[Collected data entries]
◆ ◆ ◆ ◆ ◆

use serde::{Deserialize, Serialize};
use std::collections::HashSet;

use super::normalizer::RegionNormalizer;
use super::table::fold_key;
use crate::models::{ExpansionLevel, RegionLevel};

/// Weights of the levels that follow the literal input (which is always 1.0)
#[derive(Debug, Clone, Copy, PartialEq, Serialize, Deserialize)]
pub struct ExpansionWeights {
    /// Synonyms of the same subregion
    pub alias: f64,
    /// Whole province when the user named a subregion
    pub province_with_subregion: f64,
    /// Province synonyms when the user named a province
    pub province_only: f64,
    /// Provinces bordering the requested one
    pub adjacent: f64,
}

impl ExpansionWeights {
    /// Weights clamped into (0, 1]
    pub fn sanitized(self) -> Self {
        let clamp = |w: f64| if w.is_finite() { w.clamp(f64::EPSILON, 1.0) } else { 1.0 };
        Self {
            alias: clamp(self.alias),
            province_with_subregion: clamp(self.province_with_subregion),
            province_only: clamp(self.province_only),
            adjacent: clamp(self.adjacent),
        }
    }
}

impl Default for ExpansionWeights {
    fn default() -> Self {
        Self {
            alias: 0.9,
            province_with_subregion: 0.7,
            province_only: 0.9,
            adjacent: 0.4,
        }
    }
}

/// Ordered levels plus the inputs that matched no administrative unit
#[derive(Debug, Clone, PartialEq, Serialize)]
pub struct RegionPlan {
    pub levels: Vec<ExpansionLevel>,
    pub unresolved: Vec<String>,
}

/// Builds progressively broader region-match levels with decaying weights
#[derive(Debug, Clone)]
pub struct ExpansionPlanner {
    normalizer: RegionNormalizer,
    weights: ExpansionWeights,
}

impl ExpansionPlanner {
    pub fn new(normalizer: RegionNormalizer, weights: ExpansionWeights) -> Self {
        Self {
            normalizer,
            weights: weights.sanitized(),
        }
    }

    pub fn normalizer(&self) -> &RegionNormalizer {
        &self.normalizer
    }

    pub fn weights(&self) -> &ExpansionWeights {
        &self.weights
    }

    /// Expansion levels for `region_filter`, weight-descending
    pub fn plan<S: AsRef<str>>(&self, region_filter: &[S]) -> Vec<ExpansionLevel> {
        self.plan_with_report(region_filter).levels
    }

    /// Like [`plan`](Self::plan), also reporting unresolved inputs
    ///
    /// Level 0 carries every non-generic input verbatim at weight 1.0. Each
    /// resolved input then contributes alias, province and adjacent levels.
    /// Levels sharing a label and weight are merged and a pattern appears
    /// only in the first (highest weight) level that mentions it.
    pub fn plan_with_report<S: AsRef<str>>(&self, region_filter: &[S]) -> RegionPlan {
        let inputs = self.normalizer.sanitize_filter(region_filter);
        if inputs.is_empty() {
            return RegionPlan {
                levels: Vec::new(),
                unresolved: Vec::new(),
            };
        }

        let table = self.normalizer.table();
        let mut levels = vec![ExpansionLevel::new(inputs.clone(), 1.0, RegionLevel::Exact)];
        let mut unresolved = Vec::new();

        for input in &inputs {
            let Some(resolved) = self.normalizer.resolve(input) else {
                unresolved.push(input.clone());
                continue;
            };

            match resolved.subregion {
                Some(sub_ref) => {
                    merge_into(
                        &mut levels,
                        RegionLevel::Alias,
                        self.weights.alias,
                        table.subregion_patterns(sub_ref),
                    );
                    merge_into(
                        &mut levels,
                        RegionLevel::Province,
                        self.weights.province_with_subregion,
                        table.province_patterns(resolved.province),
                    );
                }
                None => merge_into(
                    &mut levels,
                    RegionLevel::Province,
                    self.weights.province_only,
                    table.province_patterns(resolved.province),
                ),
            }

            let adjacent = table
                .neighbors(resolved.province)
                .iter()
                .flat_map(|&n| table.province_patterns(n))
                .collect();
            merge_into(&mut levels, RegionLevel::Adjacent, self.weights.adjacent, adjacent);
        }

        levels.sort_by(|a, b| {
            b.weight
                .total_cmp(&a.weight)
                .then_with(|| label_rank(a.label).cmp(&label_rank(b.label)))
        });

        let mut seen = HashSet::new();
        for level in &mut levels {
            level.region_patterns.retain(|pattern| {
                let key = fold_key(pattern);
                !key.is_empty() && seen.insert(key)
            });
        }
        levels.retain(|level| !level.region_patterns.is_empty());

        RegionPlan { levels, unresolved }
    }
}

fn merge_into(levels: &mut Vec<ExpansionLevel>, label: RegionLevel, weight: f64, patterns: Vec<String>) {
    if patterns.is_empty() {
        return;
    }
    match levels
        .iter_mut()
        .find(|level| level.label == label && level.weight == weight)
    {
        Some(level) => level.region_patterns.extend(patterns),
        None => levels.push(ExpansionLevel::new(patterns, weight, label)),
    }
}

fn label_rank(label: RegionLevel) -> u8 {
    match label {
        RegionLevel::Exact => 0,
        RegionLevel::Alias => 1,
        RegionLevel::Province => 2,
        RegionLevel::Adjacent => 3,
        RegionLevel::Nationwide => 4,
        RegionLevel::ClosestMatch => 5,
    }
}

◆ ◆ ◆ ◆ ◆

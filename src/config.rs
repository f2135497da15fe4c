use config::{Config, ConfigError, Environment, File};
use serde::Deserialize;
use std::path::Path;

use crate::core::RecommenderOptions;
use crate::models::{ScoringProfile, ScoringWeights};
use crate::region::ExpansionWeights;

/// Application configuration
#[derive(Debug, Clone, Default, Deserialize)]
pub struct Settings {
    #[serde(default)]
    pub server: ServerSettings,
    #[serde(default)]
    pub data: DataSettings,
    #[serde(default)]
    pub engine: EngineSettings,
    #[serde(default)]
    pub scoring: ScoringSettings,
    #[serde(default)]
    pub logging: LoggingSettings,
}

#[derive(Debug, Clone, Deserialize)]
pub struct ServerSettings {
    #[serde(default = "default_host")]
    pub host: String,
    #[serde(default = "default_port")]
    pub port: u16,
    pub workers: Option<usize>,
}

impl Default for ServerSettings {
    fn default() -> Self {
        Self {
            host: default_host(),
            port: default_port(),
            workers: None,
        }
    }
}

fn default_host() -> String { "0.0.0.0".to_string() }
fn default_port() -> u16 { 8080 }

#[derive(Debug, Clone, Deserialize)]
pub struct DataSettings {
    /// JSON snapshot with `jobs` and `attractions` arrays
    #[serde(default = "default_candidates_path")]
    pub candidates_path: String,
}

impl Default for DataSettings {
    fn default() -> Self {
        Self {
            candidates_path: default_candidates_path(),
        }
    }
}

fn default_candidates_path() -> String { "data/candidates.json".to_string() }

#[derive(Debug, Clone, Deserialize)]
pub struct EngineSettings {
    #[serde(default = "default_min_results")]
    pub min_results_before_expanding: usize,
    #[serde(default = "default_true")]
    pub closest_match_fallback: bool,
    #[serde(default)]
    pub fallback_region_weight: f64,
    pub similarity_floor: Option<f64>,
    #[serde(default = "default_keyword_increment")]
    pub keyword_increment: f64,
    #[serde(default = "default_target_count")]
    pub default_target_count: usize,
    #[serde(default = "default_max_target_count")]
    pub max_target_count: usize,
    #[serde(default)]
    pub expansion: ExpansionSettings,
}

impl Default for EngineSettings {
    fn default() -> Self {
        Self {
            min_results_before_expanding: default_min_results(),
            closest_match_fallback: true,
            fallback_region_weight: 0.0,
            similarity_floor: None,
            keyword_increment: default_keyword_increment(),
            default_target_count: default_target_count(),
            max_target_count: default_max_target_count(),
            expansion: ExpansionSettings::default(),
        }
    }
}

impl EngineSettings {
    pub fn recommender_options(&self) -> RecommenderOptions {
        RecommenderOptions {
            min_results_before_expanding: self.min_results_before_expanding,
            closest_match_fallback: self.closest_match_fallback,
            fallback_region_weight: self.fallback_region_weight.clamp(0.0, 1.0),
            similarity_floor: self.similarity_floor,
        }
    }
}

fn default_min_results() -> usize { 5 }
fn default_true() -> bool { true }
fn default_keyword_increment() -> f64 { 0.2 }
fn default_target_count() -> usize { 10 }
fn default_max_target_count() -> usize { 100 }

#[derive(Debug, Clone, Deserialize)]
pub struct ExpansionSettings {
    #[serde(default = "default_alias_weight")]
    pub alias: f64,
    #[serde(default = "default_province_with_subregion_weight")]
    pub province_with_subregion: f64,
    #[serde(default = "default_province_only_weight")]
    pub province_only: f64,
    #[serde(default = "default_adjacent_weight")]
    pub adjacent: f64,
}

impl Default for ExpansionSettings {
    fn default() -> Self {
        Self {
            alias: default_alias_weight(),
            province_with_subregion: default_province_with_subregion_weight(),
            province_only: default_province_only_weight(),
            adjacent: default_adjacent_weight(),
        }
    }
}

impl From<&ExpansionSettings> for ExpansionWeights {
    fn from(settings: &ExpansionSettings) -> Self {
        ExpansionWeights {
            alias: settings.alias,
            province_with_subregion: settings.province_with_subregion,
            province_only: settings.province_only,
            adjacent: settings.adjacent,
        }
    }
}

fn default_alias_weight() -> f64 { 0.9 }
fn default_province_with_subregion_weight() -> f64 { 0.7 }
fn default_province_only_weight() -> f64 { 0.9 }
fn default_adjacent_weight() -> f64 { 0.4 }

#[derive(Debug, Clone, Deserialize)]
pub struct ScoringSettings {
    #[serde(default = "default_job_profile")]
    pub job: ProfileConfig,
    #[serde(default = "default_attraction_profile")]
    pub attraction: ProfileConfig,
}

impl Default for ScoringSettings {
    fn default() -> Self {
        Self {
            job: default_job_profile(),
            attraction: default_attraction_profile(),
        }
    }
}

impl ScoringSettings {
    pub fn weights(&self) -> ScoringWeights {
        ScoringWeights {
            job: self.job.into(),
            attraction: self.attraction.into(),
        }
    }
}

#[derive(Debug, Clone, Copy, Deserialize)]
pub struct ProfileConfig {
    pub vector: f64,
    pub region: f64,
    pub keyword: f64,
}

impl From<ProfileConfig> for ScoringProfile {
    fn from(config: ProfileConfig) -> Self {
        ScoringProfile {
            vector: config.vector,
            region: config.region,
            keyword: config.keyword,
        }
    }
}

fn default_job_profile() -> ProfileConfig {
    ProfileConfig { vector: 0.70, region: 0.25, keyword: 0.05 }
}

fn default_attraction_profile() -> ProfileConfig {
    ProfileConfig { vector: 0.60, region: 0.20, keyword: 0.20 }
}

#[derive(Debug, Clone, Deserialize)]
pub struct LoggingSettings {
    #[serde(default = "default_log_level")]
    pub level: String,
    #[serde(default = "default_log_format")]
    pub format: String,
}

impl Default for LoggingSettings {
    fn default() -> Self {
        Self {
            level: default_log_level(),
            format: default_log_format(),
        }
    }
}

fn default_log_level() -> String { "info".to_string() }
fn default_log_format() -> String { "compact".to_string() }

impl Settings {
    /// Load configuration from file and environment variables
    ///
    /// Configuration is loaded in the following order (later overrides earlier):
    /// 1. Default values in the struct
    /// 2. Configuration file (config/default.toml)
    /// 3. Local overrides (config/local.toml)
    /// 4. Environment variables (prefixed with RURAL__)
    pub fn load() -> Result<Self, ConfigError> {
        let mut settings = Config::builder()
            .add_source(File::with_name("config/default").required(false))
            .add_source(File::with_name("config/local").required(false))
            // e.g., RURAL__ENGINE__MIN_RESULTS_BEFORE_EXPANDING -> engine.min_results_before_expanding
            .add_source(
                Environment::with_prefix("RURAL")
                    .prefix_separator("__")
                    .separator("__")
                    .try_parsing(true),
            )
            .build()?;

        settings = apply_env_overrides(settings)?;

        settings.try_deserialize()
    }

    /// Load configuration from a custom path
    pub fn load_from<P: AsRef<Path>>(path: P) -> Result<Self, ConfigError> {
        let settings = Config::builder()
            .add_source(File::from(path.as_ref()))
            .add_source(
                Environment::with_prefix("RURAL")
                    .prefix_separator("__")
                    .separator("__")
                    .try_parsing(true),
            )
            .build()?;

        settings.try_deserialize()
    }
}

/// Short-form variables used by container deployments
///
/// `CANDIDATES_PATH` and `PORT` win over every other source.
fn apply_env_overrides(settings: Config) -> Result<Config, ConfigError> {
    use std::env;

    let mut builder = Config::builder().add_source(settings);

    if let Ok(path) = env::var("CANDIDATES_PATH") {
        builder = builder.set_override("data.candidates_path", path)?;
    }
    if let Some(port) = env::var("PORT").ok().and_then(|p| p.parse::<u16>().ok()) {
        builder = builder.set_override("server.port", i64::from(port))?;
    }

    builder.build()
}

◆ ◆ ◆ ◆ ◆

Exercise goal: What lines above contain "PartialEq"? Copy them out.

Task solution:
#[derive(Debug, Clone, Copy, PartialEq, Serialize, Deserialize)]
#[derive(Debug, Clone, PartialEq, Serialize)]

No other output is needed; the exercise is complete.